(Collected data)
- - -
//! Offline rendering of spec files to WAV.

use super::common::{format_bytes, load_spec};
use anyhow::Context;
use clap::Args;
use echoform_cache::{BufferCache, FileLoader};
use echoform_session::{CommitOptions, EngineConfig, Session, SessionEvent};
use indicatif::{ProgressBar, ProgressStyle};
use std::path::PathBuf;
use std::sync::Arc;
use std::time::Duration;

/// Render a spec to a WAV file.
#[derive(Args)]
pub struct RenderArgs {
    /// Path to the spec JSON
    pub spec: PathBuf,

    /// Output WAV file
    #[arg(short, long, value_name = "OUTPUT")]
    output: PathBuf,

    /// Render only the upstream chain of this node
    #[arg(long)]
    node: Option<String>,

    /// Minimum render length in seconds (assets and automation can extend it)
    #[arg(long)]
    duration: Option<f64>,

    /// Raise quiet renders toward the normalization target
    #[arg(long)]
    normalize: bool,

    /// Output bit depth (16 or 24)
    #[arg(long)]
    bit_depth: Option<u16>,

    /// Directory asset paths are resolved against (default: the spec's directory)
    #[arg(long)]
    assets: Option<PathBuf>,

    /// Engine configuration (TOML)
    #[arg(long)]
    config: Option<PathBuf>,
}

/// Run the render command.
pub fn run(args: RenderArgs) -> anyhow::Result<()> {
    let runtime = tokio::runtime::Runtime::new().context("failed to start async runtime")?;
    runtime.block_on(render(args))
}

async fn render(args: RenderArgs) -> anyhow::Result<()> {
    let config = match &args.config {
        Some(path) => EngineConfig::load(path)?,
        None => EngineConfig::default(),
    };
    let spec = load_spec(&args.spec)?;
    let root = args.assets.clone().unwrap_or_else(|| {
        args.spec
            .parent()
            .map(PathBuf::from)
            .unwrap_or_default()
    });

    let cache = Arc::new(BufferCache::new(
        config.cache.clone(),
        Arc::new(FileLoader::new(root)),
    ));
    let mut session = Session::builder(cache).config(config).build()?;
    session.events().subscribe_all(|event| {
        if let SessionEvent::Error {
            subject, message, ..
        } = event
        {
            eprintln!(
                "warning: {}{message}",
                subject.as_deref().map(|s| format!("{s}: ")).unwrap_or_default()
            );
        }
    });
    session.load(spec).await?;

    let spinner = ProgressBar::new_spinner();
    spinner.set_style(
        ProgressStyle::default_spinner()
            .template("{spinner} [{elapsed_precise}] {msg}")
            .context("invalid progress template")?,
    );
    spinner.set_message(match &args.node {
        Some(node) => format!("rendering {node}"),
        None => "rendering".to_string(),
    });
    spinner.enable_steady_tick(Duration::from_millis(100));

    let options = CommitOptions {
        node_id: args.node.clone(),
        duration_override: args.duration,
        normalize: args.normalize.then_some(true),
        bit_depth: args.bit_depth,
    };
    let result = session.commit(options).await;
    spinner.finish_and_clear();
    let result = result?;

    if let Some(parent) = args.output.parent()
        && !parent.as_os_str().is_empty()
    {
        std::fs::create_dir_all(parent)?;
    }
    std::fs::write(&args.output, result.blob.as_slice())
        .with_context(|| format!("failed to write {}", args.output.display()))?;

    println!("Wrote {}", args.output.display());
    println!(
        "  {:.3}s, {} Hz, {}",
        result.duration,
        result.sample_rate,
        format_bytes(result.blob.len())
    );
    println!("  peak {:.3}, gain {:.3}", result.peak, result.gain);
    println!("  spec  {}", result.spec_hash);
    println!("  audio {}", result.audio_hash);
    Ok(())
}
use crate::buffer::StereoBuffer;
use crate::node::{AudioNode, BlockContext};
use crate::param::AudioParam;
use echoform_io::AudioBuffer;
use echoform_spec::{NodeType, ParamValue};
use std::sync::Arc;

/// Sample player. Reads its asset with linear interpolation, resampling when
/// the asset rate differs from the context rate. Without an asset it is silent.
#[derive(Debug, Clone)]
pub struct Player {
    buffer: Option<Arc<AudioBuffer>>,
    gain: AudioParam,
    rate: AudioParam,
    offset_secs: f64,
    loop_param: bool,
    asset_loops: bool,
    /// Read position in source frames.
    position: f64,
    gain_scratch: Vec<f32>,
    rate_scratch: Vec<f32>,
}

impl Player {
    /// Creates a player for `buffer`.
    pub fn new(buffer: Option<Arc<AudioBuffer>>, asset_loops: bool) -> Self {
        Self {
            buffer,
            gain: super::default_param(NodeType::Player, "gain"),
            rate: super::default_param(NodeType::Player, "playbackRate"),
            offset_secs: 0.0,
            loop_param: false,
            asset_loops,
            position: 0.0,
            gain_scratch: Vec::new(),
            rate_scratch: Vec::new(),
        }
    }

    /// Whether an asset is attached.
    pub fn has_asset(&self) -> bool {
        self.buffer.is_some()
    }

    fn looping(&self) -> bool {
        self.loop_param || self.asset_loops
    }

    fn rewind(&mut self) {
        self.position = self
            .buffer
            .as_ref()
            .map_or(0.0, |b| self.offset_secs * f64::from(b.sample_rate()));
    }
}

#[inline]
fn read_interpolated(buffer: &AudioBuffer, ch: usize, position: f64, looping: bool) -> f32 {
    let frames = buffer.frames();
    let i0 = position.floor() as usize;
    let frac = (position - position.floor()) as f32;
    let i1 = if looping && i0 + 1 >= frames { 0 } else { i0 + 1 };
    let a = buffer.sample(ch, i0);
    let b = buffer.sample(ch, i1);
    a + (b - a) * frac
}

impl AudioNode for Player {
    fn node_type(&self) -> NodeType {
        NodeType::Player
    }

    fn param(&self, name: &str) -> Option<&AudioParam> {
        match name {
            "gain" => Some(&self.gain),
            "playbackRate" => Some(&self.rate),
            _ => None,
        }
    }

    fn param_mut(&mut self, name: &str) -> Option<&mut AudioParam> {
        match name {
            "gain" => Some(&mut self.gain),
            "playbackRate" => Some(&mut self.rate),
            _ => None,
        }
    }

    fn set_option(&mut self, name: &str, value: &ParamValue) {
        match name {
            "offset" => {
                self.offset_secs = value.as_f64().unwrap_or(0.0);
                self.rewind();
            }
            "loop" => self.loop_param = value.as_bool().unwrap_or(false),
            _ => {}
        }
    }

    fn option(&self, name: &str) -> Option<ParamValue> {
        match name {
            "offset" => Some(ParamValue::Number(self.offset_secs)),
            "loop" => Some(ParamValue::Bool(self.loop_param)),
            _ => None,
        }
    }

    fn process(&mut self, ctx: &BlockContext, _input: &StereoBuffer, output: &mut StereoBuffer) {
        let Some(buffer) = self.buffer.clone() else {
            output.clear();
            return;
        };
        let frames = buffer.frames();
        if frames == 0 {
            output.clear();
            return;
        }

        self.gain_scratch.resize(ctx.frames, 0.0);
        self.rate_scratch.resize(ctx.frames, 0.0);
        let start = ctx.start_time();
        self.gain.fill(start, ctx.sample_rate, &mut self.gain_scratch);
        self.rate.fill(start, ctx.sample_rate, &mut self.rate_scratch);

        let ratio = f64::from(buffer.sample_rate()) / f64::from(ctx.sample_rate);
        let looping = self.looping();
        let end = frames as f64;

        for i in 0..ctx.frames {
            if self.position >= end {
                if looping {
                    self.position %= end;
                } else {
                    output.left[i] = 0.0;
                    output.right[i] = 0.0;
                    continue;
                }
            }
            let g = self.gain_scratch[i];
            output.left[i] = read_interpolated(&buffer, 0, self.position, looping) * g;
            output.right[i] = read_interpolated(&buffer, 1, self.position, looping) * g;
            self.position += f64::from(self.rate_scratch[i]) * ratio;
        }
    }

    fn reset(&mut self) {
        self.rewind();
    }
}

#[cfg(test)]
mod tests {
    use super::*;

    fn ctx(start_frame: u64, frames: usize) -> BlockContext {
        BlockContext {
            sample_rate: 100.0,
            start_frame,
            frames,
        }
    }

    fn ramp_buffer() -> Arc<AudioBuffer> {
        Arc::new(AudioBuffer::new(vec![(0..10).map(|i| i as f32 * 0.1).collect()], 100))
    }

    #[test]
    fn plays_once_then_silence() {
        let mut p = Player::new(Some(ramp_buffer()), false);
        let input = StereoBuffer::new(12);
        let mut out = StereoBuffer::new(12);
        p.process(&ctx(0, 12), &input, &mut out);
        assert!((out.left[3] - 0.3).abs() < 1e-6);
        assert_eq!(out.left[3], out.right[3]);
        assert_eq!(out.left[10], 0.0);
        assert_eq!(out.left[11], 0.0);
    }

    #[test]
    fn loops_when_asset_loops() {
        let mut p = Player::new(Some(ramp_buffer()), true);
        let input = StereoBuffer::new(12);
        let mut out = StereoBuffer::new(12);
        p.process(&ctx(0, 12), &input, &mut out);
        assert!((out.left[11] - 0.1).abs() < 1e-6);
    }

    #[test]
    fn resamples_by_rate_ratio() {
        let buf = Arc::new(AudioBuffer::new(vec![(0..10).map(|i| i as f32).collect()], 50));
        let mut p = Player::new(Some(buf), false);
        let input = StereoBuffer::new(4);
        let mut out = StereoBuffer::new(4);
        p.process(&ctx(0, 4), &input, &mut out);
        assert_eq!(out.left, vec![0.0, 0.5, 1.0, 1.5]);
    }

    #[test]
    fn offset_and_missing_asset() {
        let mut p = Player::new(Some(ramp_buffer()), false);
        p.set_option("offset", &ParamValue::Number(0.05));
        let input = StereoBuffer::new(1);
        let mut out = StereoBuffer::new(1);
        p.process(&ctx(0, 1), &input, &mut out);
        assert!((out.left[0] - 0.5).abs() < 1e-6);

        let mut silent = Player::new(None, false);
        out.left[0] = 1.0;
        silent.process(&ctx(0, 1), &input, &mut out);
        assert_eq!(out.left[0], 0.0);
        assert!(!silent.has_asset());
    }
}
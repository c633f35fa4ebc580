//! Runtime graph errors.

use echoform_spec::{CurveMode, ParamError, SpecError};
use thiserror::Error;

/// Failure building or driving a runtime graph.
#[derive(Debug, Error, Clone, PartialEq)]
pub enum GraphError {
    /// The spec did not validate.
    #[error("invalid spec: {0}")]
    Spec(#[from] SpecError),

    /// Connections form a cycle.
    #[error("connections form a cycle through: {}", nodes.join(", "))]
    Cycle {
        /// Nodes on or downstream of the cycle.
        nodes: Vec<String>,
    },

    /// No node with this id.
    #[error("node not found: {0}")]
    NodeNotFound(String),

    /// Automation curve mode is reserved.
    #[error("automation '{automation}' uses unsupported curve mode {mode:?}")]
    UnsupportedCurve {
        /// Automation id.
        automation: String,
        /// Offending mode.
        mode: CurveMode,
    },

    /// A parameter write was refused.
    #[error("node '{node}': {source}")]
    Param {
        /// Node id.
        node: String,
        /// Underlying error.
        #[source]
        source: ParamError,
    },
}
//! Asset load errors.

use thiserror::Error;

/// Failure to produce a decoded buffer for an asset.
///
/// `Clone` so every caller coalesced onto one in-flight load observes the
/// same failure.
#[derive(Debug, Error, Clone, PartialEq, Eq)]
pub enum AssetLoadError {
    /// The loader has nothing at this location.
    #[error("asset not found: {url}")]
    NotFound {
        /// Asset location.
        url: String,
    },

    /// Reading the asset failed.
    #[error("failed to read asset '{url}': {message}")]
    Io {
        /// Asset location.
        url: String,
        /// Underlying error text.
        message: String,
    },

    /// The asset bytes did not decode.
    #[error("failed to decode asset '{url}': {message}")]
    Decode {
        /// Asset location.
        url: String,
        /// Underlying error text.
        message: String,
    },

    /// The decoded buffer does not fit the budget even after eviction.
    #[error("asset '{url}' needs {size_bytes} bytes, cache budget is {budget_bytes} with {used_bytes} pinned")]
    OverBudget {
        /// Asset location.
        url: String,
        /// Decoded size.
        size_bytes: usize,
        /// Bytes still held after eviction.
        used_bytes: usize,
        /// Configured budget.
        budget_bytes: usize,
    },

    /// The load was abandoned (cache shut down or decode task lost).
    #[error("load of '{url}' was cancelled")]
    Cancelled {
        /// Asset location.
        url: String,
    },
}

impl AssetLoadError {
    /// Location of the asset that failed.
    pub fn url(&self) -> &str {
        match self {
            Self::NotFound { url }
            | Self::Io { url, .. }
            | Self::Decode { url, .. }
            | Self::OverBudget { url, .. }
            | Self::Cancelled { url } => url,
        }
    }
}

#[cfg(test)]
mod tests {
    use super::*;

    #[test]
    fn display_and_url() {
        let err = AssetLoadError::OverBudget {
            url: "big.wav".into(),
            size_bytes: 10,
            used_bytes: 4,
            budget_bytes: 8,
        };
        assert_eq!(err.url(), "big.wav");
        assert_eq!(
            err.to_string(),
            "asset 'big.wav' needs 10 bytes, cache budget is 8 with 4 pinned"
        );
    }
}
- - -
◆ **GOAL OF THE EXERCISE**:
From the records above, repeat exactly the lines from the one with "self.gain.fill(start, ctx.sample_rate, &mut" through the one with "1, self.position, looping) * g;", both included.

◆ **OUTPUT FOR THIS TASK**:
        self.gain.fill(start, ctx.sample_rate, &mut self.gain_scratch);
        self.rate.fill(start, ctx.sample_rate, &mut self.rate_scratch);

        let ratio = f64::from(buffer.sample_rate()) / f64::from(ctx.sample_rate);
        let looping = self.looping();
        let end = frames as f64;

        for i in 0..ctx.frames {
            if self.position >= end {
                if looping {
                    self.position %= end;
                } else {
                    output.left[i] = 0.0;
                    output.right[i] = 0.0;
                    continue;
                }
            }
            let g = self.gain_scratch[i];
            output.left[i] = read_interpolated(&buffer, 0, self.position, looping) * g;
            output.right[i] = read_interpolated(&buffer, 1, self.position, looping) * g;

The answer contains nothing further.